BEGIN

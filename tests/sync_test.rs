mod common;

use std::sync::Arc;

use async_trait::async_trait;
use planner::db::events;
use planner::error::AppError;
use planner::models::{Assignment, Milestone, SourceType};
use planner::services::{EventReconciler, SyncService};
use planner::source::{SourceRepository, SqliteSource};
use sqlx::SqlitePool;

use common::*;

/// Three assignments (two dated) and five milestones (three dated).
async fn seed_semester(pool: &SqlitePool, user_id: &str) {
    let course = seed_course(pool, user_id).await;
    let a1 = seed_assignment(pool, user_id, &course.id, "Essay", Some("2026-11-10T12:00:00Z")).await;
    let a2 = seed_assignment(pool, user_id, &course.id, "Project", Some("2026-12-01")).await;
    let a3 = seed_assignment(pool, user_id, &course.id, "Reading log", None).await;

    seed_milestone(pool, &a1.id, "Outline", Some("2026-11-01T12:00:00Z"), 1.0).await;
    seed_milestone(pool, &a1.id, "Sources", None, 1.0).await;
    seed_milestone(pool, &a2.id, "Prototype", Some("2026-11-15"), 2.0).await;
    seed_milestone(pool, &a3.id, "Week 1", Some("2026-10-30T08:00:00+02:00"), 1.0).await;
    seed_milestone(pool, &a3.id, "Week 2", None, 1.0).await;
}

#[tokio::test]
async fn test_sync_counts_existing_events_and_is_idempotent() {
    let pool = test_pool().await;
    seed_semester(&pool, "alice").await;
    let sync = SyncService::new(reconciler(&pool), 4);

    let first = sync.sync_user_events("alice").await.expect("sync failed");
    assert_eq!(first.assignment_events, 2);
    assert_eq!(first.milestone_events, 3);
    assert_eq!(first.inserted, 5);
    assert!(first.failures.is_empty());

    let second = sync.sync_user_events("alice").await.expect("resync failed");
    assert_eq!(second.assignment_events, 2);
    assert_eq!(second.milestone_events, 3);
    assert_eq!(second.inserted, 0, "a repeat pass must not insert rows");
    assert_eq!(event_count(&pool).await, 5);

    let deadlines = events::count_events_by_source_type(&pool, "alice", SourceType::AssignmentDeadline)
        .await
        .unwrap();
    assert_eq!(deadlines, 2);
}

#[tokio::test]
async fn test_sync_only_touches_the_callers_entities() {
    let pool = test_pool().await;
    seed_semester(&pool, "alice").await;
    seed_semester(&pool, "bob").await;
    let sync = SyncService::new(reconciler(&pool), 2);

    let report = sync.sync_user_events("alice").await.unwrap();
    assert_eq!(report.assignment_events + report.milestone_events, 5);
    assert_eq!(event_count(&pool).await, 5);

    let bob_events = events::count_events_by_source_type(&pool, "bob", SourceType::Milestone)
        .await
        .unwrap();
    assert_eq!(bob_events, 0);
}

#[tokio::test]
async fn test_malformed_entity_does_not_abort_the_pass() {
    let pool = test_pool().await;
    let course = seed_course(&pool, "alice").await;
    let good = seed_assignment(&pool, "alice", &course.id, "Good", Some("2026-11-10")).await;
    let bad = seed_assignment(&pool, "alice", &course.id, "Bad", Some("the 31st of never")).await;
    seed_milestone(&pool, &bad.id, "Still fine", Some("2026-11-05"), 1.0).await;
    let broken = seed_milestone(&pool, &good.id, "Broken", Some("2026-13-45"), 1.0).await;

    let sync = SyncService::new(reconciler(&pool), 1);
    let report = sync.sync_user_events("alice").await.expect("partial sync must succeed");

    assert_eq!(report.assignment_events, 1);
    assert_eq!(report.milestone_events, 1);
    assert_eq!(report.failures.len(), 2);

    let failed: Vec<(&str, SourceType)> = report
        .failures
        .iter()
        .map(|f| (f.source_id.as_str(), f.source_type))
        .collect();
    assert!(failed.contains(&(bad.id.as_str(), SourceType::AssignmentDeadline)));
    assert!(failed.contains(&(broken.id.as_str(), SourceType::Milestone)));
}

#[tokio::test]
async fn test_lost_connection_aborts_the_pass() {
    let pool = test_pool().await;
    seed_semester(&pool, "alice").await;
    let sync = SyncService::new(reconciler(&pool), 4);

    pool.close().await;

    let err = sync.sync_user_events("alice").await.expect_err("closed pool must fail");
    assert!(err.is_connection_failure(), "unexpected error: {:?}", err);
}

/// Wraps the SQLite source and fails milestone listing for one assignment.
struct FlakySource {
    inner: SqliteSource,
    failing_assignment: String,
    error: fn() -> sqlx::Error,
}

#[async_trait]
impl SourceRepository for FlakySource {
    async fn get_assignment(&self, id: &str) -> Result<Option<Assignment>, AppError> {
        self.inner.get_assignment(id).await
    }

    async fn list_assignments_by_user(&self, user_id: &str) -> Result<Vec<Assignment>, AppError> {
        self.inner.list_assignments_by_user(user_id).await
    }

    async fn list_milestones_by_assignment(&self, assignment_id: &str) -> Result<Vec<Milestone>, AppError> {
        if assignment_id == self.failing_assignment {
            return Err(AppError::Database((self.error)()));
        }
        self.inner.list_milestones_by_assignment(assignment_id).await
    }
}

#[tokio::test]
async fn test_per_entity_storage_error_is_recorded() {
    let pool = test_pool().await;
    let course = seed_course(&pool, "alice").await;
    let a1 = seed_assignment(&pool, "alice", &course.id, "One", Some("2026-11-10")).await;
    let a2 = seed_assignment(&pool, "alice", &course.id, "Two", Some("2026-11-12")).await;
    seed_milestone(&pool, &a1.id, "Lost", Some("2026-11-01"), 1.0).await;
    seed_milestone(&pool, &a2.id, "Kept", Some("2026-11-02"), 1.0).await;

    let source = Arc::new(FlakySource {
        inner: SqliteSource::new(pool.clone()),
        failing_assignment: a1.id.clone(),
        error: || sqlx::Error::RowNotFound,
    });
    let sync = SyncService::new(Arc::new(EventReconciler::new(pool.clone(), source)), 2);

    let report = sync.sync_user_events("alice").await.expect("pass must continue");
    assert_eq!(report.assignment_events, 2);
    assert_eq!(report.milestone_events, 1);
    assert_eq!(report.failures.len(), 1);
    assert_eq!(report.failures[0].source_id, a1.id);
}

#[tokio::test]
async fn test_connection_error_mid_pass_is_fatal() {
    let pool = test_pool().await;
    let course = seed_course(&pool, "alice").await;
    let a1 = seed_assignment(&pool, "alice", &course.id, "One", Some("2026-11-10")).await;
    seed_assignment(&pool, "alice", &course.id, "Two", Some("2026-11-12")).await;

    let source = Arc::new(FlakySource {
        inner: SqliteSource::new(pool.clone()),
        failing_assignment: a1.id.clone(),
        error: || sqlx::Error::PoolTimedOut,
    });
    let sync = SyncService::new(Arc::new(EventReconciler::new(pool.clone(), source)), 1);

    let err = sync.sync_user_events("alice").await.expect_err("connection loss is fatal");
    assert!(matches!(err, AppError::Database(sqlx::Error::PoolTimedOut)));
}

END
BEGIN

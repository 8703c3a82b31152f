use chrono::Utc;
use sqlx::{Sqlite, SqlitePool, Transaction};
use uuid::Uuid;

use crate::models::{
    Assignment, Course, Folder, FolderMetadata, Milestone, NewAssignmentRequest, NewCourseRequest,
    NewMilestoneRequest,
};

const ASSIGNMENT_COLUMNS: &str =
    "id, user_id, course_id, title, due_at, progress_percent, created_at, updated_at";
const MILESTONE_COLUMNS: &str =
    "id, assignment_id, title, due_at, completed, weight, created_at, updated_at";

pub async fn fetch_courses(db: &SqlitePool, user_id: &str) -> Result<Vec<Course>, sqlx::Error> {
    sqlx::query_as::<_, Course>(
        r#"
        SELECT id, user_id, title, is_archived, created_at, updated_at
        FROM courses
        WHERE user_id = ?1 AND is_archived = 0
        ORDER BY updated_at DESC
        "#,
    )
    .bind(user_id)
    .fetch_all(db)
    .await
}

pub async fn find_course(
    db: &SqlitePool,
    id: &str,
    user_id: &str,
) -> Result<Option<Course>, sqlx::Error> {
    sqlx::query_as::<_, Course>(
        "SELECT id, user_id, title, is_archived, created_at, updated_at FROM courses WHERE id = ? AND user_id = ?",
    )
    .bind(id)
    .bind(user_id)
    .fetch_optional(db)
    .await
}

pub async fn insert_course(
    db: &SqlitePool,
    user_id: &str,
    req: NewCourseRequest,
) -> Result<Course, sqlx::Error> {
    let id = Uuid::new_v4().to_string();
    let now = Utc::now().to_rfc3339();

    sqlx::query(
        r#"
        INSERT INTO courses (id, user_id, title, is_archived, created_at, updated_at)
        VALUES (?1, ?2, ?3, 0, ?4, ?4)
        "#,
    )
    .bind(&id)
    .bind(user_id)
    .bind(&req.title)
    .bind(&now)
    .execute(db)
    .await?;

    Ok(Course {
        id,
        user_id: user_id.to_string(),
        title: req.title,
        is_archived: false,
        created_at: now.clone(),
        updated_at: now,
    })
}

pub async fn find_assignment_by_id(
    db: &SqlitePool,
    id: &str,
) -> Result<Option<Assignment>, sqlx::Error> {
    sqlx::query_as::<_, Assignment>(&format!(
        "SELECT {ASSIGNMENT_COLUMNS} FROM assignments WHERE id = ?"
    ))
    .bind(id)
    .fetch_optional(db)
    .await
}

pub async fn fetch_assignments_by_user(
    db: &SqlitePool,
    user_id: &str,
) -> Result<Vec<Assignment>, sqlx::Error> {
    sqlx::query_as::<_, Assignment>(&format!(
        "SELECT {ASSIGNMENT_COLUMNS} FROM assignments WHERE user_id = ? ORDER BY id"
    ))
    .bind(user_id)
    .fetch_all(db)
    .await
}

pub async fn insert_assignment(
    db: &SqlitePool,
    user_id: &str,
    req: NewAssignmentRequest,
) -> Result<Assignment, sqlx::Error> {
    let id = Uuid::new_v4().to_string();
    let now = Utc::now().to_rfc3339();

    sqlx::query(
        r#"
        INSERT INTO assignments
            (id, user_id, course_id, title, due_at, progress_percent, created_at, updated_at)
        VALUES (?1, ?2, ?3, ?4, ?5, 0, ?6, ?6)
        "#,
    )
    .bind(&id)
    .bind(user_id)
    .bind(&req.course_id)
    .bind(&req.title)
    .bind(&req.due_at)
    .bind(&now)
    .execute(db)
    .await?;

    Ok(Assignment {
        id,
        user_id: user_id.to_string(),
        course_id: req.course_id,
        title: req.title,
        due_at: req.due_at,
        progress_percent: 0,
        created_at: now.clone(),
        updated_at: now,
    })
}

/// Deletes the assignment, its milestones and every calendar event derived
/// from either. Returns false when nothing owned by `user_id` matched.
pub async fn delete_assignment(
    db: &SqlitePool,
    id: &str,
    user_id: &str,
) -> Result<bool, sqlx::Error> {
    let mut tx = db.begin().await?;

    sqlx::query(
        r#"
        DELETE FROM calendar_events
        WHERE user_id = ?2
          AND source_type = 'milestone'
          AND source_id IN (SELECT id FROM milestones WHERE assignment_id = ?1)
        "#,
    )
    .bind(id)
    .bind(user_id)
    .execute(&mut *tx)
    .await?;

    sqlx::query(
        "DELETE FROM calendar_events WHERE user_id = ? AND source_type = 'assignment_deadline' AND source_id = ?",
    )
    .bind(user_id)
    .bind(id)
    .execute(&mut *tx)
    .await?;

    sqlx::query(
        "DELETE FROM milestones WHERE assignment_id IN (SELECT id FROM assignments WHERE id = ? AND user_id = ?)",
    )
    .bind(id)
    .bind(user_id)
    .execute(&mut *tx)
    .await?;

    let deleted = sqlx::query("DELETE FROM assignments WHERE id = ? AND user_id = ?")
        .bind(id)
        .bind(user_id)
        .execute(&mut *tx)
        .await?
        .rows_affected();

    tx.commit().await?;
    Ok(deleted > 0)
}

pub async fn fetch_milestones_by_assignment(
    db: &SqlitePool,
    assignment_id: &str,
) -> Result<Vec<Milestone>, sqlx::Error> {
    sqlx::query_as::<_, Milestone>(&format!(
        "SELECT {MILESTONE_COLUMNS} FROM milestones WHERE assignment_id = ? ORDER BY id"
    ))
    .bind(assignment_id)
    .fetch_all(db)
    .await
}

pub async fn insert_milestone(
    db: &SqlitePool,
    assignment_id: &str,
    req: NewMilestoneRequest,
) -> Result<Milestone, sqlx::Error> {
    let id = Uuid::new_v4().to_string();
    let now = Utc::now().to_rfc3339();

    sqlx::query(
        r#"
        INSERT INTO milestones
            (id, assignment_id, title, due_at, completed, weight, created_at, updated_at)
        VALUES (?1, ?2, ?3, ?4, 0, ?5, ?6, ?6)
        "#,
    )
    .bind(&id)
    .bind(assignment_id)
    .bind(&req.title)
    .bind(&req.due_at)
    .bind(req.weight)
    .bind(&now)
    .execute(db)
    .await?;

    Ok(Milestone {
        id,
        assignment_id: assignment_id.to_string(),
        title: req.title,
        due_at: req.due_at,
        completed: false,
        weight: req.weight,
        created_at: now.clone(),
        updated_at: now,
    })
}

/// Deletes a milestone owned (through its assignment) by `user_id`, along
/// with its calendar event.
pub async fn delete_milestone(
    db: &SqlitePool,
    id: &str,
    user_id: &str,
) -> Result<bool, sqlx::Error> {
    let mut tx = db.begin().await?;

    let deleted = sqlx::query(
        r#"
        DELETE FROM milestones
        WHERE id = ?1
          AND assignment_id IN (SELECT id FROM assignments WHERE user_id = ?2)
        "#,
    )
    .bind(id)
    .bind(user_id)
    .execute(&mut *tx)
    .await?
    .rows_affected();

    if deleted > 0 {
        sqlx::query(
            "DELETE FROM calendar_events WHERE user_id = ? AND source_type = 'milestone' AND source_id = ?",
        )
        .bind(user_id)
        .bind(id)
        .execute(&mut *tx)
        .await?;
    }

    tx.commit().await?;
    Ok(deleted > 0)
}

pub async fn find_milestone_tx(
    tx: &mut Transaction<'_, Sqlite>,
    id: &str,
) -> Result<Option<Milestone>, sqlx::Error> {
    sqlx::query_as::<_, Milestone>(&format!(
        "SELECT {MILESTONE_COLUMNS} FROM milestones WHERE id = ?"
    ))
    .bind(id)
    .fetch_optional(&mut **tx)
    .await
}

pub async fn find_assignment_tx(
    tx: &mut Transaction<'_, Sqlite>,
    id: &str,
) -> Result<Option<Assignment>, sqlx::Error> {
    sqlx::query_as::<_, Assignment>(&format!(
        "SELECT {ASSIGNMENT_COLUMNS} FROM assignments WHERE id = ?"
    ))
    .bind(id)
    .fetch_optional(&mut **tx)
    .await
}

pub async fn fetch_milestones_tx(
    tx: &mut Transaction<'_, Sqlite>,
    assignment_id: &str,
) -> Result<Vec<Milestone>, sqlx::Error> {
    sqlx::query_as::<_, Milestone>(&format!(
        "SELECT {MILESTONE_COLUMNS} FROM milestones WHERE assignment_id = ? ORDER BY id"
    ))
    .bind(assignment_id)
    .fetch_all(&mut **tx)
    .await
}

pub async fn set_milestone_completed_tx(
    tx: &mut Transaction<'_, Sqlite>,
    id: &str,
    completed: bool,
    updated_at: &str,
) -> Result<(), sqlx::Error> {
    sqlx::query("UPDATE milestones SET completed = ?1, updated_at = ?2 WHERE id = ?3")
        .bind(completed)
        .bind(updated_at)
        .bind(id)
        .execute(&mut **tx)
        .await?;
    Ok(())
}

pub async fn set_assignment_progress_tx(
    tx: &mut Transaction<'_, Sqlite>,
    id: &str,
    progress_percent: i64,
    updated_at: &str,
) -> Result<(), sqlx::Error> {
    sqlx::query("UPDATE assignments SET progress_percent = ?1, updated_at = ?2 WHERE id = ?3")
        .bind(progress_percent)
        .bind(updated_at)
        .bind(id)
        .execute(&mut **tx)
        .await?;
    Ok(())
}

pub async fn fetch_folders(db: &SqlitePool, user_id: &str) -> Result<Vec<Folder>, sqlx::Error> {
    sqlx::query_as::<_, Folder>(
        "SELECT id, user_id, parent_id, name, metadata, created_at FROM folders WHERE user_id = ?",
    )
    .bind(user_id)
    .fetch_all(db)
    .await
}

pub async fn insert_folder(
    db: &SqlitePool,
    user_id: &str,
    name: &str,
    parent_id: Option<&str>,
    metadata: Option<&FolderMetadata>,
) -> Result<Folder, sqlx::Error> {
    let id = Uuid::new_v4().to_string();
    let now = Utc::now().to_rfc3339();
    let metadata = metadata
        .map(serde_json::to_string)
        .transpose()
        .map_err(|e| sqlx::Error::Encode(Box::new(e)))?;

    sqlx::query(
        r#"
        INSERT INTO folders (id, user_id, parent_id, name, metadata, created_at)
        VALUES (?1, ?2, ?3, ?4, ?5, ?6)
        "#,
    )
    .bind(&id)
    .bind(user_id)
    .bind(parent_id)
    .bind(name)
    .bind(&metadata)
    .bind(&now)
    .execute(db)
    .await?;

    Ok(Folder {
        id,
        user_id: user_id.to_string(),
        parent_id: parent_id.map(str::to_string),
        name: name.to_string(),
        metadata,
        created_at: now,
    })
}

END
BEGIN

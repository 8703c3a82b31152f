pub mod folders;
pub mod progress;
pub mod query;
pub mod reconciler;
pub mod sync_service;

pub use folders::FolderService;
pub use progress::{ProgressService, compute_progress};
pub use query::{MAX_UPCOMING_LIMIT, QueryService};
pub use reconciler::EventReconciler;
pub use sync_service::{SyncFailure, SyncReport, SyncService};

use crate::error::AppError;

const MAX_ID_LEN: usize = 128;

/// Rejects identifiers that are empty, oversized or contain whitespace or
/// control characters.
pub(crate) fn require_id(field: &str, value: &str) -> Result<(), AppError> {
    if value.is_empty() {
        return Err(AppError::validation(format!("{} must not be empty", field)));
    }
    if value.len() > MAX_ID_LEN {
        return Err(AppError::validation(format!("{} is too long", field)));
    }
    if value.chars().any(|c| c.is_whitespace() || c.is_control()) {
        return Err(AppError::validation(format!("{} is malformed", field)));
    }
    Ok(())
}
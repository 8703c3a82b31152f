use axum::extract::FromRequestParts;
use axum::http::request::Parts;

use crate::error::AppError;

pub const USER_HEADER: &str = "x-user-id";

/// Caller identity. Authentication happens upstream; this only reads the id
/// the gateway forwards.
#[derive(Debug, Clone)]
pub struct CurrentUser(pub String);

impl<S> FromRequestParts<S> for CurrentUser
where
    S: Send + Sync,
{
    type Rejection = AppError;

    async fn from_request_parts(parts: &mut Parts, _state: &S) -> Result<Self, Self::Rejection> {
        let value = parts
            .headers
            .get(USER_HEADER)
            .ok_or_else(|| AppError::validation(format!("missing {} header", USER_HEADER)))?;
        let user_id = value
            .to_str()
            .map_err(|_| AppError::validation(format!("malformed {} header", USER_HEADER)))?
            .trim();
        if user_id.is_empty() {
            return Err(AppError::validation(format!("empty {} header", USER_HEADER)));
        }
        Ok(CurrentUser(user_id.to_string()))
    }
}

END

For the string "FolderMetadata", give the number of lines in the entries that contain it, with no other words.

2